Orlando Pirates raih tempat final Carling Knockout dengan kemenangan atas Richards Bay

Orlando Pirates kembali ke final piala setelah mengalahkan Richards Bay 1-0 di semifinal Carling Knockout di Stadion Moses Mabhida yang tiketnya terjual habis pada hari Sabtu.

Orlando Pirates kembali ke final piala setelah mengalahkan Richards Bay 1-0 di semifinal Carling Knockout di Stadion Moses Mabhida yang tiketnya terjual habis pada hari Sabtu.

Final lainnya
Keberadaan Pirates di babak penentuan berarti mereka kini telah tampil di tujuh dari 10 final piala domestik terakhir, sebuah bukti konsistensi yang luar biasa. Mereka telah memenangkan empat gelar MTN8 terakhir dan dua dari tiga final Nedbank Cup sebelumnya. Ini adalah final Carling Knockout pertama mereka sejak 2018, ketika mereka dikalahkan oleh Baroka FC. Tidak diragukan lagi siapa ‘Raja Piala’ sepak bola Afrika Selatan saat ini.

Pembuka Moremi
Pirates memimpin empat menit sebelum jeda, dengan Tshepang Moremi kembali mencetak gol. Umpan panjang Oswin Appollis yang luar biasa mengarah kepadanya di sisi kiri kotak penalti, dan sentuhan pertamanya sempurna sebelum ia bersiap dan melepaskan tembakan keras. Itu adalah gol ketiganya dalam lima pertandingan dan gol keenamnya musim ini di semua kompetisi, yang menegaskan mengapa ia dipanggil ke skuad Bafana Bafana. Tim tamu memang pantas mendapatkan gol tersebut, setelah memberikan semua tekanan di babak pertama.

Bunga untuk Appollis
Appollis saat ini berada di atas kebanyakan pemain di Liga Sepak Bola Primer. Trik, visi, dan etos kerjanya tak tertandingi, dan mudah dipahami mengapa pelatih Bafana Bafana, Hugo Broos, telah menjadikannya pemain inti di timnya. Bagi seorang pemain yang pernah ditolak oleh beberapa klub di awal kariernya, ini merupakan perubahan yang luar biasa. Mungkin pemain berusia 24 tahun itu hanya membutuhkan seseorang untuk percaya padanya.

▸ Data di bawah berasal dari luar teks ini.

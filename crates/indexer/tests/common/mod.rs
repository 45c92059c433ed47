//! In-memory ledger used by the integration tests.

#![allow(dead_code)]

use std::collections::{HashMap, HashSet};
use std::sync::atomic::{AtomicUsize, Ordering};

use async_trait::async_trait;
use certchain_indexer::config::Config;
use certchain_indexer::error::LookupError;
use certchain_indexer::listener::raw::{EventId, RawEvent, RawObject, RawTransaction};
use certchain_indexer::listener::{EventFilter, Order, ReadService, TransactionFilter};
use serde_json::json;

pub const PACKAGE: &str = "0x5f1ee4e8a9b0c1d2e3f405162738495a6b7c8d9e0f1a2b3c4d5e6f708192a3b4";
pub const ISSUER: &str = "0x00000000000000000000000000000000000000000000000000000000000000a1";
pub const INSTITUTION: &str = "0x00000000000000000000000000000000000000000000000000000000000000b2";
pub const HOLDER: &str = "0x00000000000000000000000000000000000000000000000000000000000000c3";

pub fn config() -> Config {
    Config::from_toml_str(&format!(
        r#"
[network]
rpc_url = "http://127.0.0.1:9000"

[contracts]
package_id = "{PACKAGE}"
"#
    ))
    .unwrap()
}

pub fn credential_type() -> String {
    format!("{PACKAGE}::certificate::Certificate")
}

pub fn event_type() -> String {
    format!("{PACKAGE}::certificate::CertificateIssued")
}

/// A full-length object id ending in `n`.
pub fn object_id(n: u32) -> String {
    format!("0x{n:064x}")
}

pub fn certificate(id: &str, owner: &str, issuer: &str) -> RawObject {
    RawObject::new(
        id,
        credential_type(),
        json!({
            "id": {"id": id},
            "owner": owner,
            "issuer": issuer,
            "issuer_name": "Rust Academy",
            "cert_type": 1,
            "title": format!("Certificate {id}"),
            "description": "Completed the course",
            "pinata_cid": "bafyexample",
            "ipfs_url": "",
            "issued_at": "1700000000000",
            "expires_at": "0",
            "trust_rank": 1
        }),
    )
}

pub fn issuance_event(credential_id: &str, issuer: &str) -> RawEvent {
    RawEvent {
        id: Some(EventId {
            tx_digest: format!("tx-{credential_id}"),
            event_seq: "0".to_string(),
        }),
        event_type: event_type(),
        sender: Some(issuer.to_string()),
        parsed_json: Some(json!({
            "certificate_id": credential_id,
            "issuer": issuer,
            "recipient": HOLDER
        })),
    }
}

pub fn transaction(digest: &str, events: Vec<RawEvent>) -> RawTransaction {
    RawTransaction {
        digest: digest.to_string(),
        events: Some(events),
    }
}

/// Ledger state plus per-method call counters and failure switches.
#[derive(Default)]
pub struct FakeLedger {
    pub objects: HashMap<String, RawObject>,
    pub owned: HashMap<String, Vec<RawObject>>,
    pub events: Vec<RawEvent>,
    pub transactions: Vec<RawTransaction>,

    pub fail_events: bool,
    pub fail_transactions: bool,
    pub fail_owned: bool,
    pub failing_lookups: HashSet<String>,

    pub owned_calls: AtomicUsize,
    pub object_calls: AtomicUsize,
    pub event_calls: AtomicUsize,
    pub transaction_calls: AtomicUsize,
}

impl FakeLedger {
    pub fn new() -> Self {
        Self::default()
    }

    pub fn with_object(mut self, raw: RawObject) -> Self {
        let id = raw.object_id.clone().unwrap_or_default();
        self.objects.insert(id, raw);
        self
    }

    pub fn with_owned(mut self, owner: &str, raw: RawObject) -> Self {
        self.owned.entry(owner.to_string()).or_default().push(raw);
        self
    }

    pub fn with_event(mut self, event: RawEvent) -> Self {
        self.events.push(event);
        self
    }

    pub fn with_transaction(mut self, tx: RawTransaction) -> Self {
        self.transactions.push(tx);
        self
    }

    pub fn total_calls(&self) -> usize {
        self.owned_calls.load(Ordering::SeqCst)
            + self.object_calls.load(Ordering::SeqCst)
            + self.event_calls.load(Ordering::SeqCst)
            + self.transaction_calls.load(Ordering::SeqCst)
    }

    pub fn calls(counter: &AtomicUsize) -> usize {
        counter.load(Ordering::SeqCst)
    }
}

#[async_trait]
impl ReadService for FakeLedger {
    async fn get_owned_objects(&self, owner: &str) -> Result<Vec<RawObject>, LookupError> {
        self.owned_calls.fetch_add(1, Ordering::SeqCst);
        if self.fail_owned {
            return Err(LookupError::Unavailable("owned objects offline".to_string()));
        }
        Ok(self.owned.get(owner).cloned().unwrap_or_default())
    }

    async fn get_object(&self, id: &str) -> Result<Option<RawObject>, LookupError> {
        self.object_calls.fetch_add(1, Ordering::SeqCst);
        if self.failing_lookups.contains(id) {
            return Err(LookupError::Rpc {
                code: -32000,
                message: format!("lookup of {id} timed out"),
            });
        }
        Ok(self.objects.get(id).cloned())
    }

    async fn query_events(
        &self,
        filter: &EventFilter,
        limit: usize,
        order: Order,
    ) -> Result<Vec<RawEvent>, LookupError> {
        self.event_calls.fetch_add(1, Ordering::SeqCst);
        if self.fail_events {
            return Err(LookupError::Unavailable("event index offline".to_string()));
        }

        let EventFilter::MoveEventType(wanted) = filter;
        // `events` is stored oldest first.
        let mut events: Vec<_> = self
            .events
            .iter()
            .filter(|e| &e.event_type == wanted)
            .cloned()
            .collect();
        if order == Order::Descending {
            events.reverse();
        }
        events.truncate(limit);
        Ok(events)
    }

    async fn query_transactions(
        &self,
        filter: &TransactionFilter,
        limit: usize,
        order: Order,
        include_events: bool,
    ) -> Result<Vec<RawTransaction>, LookupError> {
        self.transaction_calls.fetch_add(1, Ordering::SeqCst);
        if self.fail_transactions {
            return Err(LookupError::Unavailable("history offline".to_string()));
        }

        let TransactionFilter::FromAddress(sender) = filter;
        let mut transactions: Vec<_> = self
            .transactions
            .iter()
            .filter(|tx| {
                tx.events()
                    .iter()
                    .any(|e| e.sender.as_deref() == Some(sender.as_str()))
            })
            .cloned()
            .map(|mut tx| {
                if !include_events {
                    tx.events = None;
                }
                tx
            })
            .collect();
        if order == Order::Descending {
            transactions.reverse();
        }
        transactions.truncate(limit);
        Ok(transactions)
    }
}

Ketiga kalinya tidak beruntung
Richards Bay mencapai semifinal Carling Knockout untuk musim ketiga berturut-turut, tetapi sekali lagi berakhir dengan kekecewaan. Mereka kalah dari Stellenbosch FC (0-3) pada tahun 2023 dan Magesi FC (0-1) tahun lalu. Ini memang selalu menjadi tantangan terberat mereka, dan meskipun kompetitif, mereka tidak pernah benar-benar terlihat seperti Pirates yang merepotkan. Sebagai catatan, ini adalah pertandingan kesembilan mereka di Carling Knockout dalam sejarah, dan semuanya berlangsung di kandang sendiri. Sebuah keunikan tersendiri.

Siapa selanjutnya?
Pirates harus menunggu pemenang semifinal kedua Carling Knockout hari Minggu antara Lamontville Golden Arrows dan Marumo Gallants sebelum mengetahui lawan terakhir mereka. Siapa pun lawannya, Pirates akan menjadi favorit kuat, meskipun sejarah menunjukkan sebaliknya. Mereka telah mencapai sembilan final di kompetisi ini sebelumnya dan hanya menang satu kali, melawan Bidvest Wits pada tahun 2011.